I’ve always followed Value Based Drafting to an extent. It’s pretty much common sense. When you look at the top fake football point getters from year to year, the top 10 are mostly quarterbacks, but for some crazy reason the first round of your draft isn’t 10 QBs and a couple RBs. Oh right, Value Based Drafting is what you are doing even if you didn’t know it. The Football Guys first popularized VBD, but there are a few different ways to run the numbers.
I’m going to throw some links at you if you are interested in reading up on Value Based Drafting. First off is a good Football Guys article — The Principles of VBD Revisited. Then a very recent two-part column from Frank Dupont on VBD at Rotoworld — Value Based Drafting.
I will do my best to sum up Value Based Drafting as concisely as possible here, but those two articles will give you a deeper understanding.
VBD is all about the V, Value. Every time you ask yourself, which player is worth more to my fantasy team?, you are practicing the ancient art of VBD. So we do it intuitively by not stacking up the first round with quarterbacks even though they are the high scorers each season, but how do we quantify this intuition? Well, first, you ask someone else to do it for you. I am no mathmagician and figuring out how to put a number on value for each position is right to the edge of my sight. I can understand it when I see it, but figuring the numbers tears my brain ACL. So Mr. Dupont has figured a new baseline number for each position which makes sense if you read his article.
Numbers for QBs, RBs and TEs fall off pretty quickly as you go from Rodgers to Hasselbeck, which means their value, relative to wide receivers, is higher. (Mr. Dupont wrote a guest post for us on the subject of wide receivers: The Wide Receivers) But then you of course have to look at their value, relative to each other, which Mr. Dupont does in correlation to position scarcity, and running backs easily come out on top of the heap. So if you were to look at drafting your fake team in a vacuum (oh the fun) you would probably go RB, RB, TE/QB, TE/QB, WR/RB, WR/RB, WR/RB or something along those lines. Of course each draft is different, blah, blah and blah.
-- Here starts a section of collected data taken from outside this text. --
//! Reward shaping configuration

use serde::{Deserialize, Serialize};

/// Additive indicator-based reward terms, summed per symbol each step
#[derive(Debug, Clone, Copy, PartialEq, Serialize, Deserialize)]
#[serde(default)]
pub struct RewardShaping {
    /// Subtracted on a doji bar
    pub doji_penalty: f64,
    /// Added on a hammer bar
    pub hammer_bonus: f64,
    /// Added on an engulfing bar
    pub engulfing_bonus: f64,
    /// Added for buying below VWAP or selling above it
    pub vwap_bonus: f64,
}

impl RewardShaping {
    /// No shaping: reward is the plain mark-to-market profit
    pub fn disabled() -> Self {
        Self {
            doji_penalty: 0.0,
            hammer_bonus: 0.0,
            engulfing_bonus: 0.0,
            vwap_bonus: 0.0,
        }
    }

    pub fn is_disabled(&self) -> bool {
        *self == Self::disabled()
    }

    pub(crate) fn is_finite(&self) -> bool {
        [
            self.doji_penalty,
            self.hammer_bonus,
            self.engulfing_bonus,
            self.vwap_bonus,
        ]
        .iter()
        .all(|v| v.is_finite())
    }
}

impl Default for RewardShaping {
    fn default() -> Self {
        Self {
            doji_penalty: 5.0,
            hammer_bonus: 5.0,
            engulfing_bonus: 10.0,
            vwap_bonus: 10.0,
        }
    }
}
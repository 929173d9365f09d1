//! Jobs a training session can run

use crate::config::EnvConfig;
use crate::data::FeatureStore;
use crate::env::TradingEnv;
use crate::evaluation::{policy_by_name, EvaluationReport, EvaluationRunner};
use anyhow::{bail, Context};
use async_trait::async_trait;
use std::collections::VecDeque;
use std::path::PathBuf;
use std::process::Stdio;
use std::sync::atomic::{AtomicBool, Ordering};
use std::sync::Arc;
use tokio::io::{AsyncBufReadExt, BufReader};
use tokio::process::Command;
use tracing::{info, warn};

/// Stderr lines kept for the failure message
pub const STDERR_TAIL_LINES: usize = 100;

/// Unit of work supervised by the session manager
///
/// Dropping the future returned by `run` must stop the work; the manager
/// cancels and times out sessions that way.
#[async_trait]
pub trait TrainingJob: Send {
    /// Short label reported in session listings
    fn kind(&self) -> &str;

    async fn run(self: Box<Self>) -> anyhow::Result<()>;
}

/// External trainer process
#[derive(Debug, Clone)]
pub struct CommandJob {
    pub program: String,
    pub args: Vec<String>,
    pub working_dir: Option<PathBuf>,
}

impl CommandJob {
    pub fn new(program: impl Into<String>, args: Vec<String>) -> Self {
        Self {
            program: program.into(),
            args,
            working_dir: None,
        }
    }

    pub fn with_working_dir(mut self, dir: impl Into<PathBuf>) -> Self {
        self.working_dir = Some(dir.into());
        self
    }
}

#[async_trait]
impl TrainingJob for CommandJob {
    fn kind(&self) -> &str {
        "training"
    }

    async fn run(self: Box<Self>) -> anyhow::Result<()> {
        let mut cmd = Command::new(&self.program);
        cmd.args(&self.args)
            .stdin(Stdio::null())
            .stdout(Stdio::piped())
            .stderr(Stdio::piped())
            .kill_on_drop(true);
        if let Some(dir) = &self.working_dir {
            cmd.current_dir(dir);
        }

        let mut child = cmd
            .spawn()
            .with_context(|| format!("failed to spawn {}", self.program))?;
        info!("Started {} (pid {:?})", self.program, child.id());

        let stdout = child.stdout.take();
        let stderr = child.stderr.take();

        let stdout_lines = async move {
            if let Some(stdout) = stdout {
                let mut reader = BufReader::new(stdout).lines();
                while let Ok(Some(line)) = reader.next_line().await {
                    info!(target: "trainer", "{}", line);
                }
            }
        };

        let stderr_tail = async move {
            let mut tail: VecDeque<String> = VecDeque::with_capacity(STDERR_TAIL_LINES);
            if let Some(stderr) = stderr {
                let mut reader = BufReader::new(stderr).lines();
                while let Ok(Some(line)) = reader.next_line().await {
                    warn!(target: "trainer", "{}", line);
                    if tail.len() == STDERR_TAIL_LINES {
                        tail.pop_front();
                    }
                    tail.push_back(line);
                }
            }
            tail
        };

        let ((), tail, status) = tokio::join!(stdout_lines, stderr_tail, child.wait());
        let status = status.context("failed to wait for trainer")?;

        if !status.success() {
            let tail: Vec<String> = tail.into_iter().collect();
            bail!("{} exited with {}: {}", self.program, status, tail.join("\n"));
        }
        info!("{} finished successfully", self.program);
        Ok(())
    }
}

/// Sets the flag when dropped; the evaluation thread checks it between steps
struct CancelOnDrop(Arc<AtomicBool>);

impl Drop for CancelOnDrop {
    fn drop(&mut self) {
        self.0.store(true, Ordering::Relaxed);
    }
}

/// Runs one evaluation episode on a blocking thread and writes its logs
pub struct EvaluationJob {
    pub store: Arc<FeatureStore>,
    pub config: EnvConfig,
    pub policy: String,
    pub trade_log: PathBuf,
    pub action_log: PathBuf,
}

#[async_trait]
impl TrainingJob for EvaluationJob {
    fn kind(&self) -> &str {
        "evaluation"
    }

    async fn run(self: Box<Self>) -> anyhow::Result<()> {
        let flag = Arc::new(AtomicBool::new(false));
        let _guard = CancelOnDrop(flag.clone());
        let job = *self;

        let result = tokio::task::spawn_blocking(move || {
            let mut env = TradingEnv::new(job.store, job.config)?;
            let mut policy = policy_by_name(&job.policy)?;
            EvaluationRunner::new().with_cancel(flag).run_and_log(
                &mut env,
                policy.as_mut(),
                &job.trade_log,
                &job.action_log,
            )
        })
        .await
        .context("evaluation task panicked")??;

        info!("{}", EvaluationReport::new(result).format());
        Ok(())
    }
}
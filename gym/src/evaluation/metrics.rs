//! Episode performance metrics

/// Calculate metrics from a per-step portfolio value curve
pub struct MetricsCalculator;

impl MetricsCalculator {
    /// Largest peak-to-trough decline as a fraction of the peak
    pub fn max_drawdown(values: &[f64]) -> f64 {
        let mut max_drawdown = 0.0;
        let mut peak = f64::MIN;
        for &value in values {
            if value > peak {
                peak = value;
            }
            if peak > 0.0 {
                let drawdown = (peak - value) / peak;
                if drawdown > max_drawdown {
                    max_drawdown = drawdown;
                }
            }
        }
        max_drawdown
    }

    /// Step-to-step simple returns
    pub fn step_returns(values: &[f64]) -> Vec<f64> {
        values
            .windows(2)
            .filter(|w| w[0] > 0.0)
            .map(|w| (w[1] - w[0]) / w[0])
            .collect()
    }

    /// Mean over standard deviation of step returns (not annualized)
    pub fn sharpe_ratio(values: &[f64]) -> f64 {
        let returns = Self::step_returns(values);
        if returns.len() < 2 {
            return 0.0;
        }
        let mean = returns.iter().sum::<f64>() / returns.len() as f64;
        let variance =
            returns.iter().map(|r| (r - mean).powi(2)).sum::<f64>() / returns.len() as f64;
        let std_dev = variance.sqrt();
        if std_dev > 0.0 {
            mean / std_dev
        } else {
            0.0
        }
    }
}
use std::time::Duration;

use serde::Deserialize;

/// Runtime configuration for the page cache.
///
/// All fields have defaults, so the struct can be embedded into a larger service
/// configuration under `#[serde(default)]`. Durations use the humantime format
/// (`"60s"`, `"2m"`, …).
#[derive(Clone, Debug, Deserialize)]
#[serde(default)]
pub struct CacheConfig {
    /// Whether stored pages are served and fresh results stored.
    ///
    /// When disabled, every call rebuilds its page. Concurrent builds of the same key
    /// still coalesce onto a single computation.
    pub enabled: bool,

    /// How long a stored page stays valid.
    ///
    /// Callers can override this per call. Once the deadline passes, the entry is
    /// treated as a miss and rebuilt on the next access.
    ///
    /// Defaults to `60s`.
    #[serde(with = "humantime_serde")]
    pub default_ttl: Duration,

    /// Upper bound on the number of stored entries.
    ///
    /// The maintenance sweep evicts the least recently used entries beyond this cap.
    /// In-flight builds do not count towards it and are never evicted. `None` removes
    /// the cap.
    ///
    /// Defaults to `10_000`.
    pub max_entries: Option<usize>,

    /// How often the maintenance loop removes expired entries and enforces
    /// [`max_entries`](Self::max_entries).
    ///
    /// Defaults to `10s`.
    #[serde(with = "humantime_serde")]
    pub sweep_interval: Duration,

    /// Default bound on how long a caller waits for a page build that is already in
    /// flight.
    ///
    /// `None` waits until the build publishes. The in-flight build is never affected
    /// by a waiter giving up.
    #[serde(with = "humantime_serde")]
    pub wait_timeout: Option<Duration>,
}

impl Default for CacheConfig {
    fn default() -> Self {
        CacheConfig {
            enabled: true,
            default_ttl: Duration::from_secs(60),
            max_entries: Some(10_000),
            sweep_interval: Duration::from_secs(10),
            wait_timeout: None,
        }
    }
}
So, the baseline numbers Mr. Dupont kajiggered are, QB15, RB44, WR44 and TE15 for a league with 1 QB, 2 RB, 3 WR, and RB/WR Flex. What you then do with those numbers is go to the scoring system you used to make your own projections (oh yeah, you have to make projections for this to work) and then look at the total number of fantasy points for the 15th ranked quarterback, 44th ranked running back and so on and on. Since we used ESPN scoring in our projections, we would go to the 2011 ESPN Scoring Leaders and take a look-see. We would find that the QB15 scored 195 points, RB44 – 71, WR44 – 93 and TE15 – 83. We then take those numbers and subtract them from each players’ projected numbers for 2012 and we come up with an overall VBD ranking that you’ll see just below here.
Ok, you are allowed to look. Go!
This list of course will not be what Jeff’s overall Top 200 list will look like. Why? you ask Well, thanks for asking. The easy answer is because you can get some of those running backs later in the draft. You have to bring together all your knowledge when drafting to get the most possible value out of each pick. Average Draft Position is of course one of those pieces of knowledge.
But what this list does tell us is that we can wait on wide receivers and still get value; that you can get a quarterback like Tony Romo, Eli Manning or Michael Vick at great value for where they are being drafted; that you should draft running backs early; and that I really like pastels.
We aren’t all going to value the individual players the same, but I believe that we can more accurately value positions by using Value Based Drafting. Thank you and good night.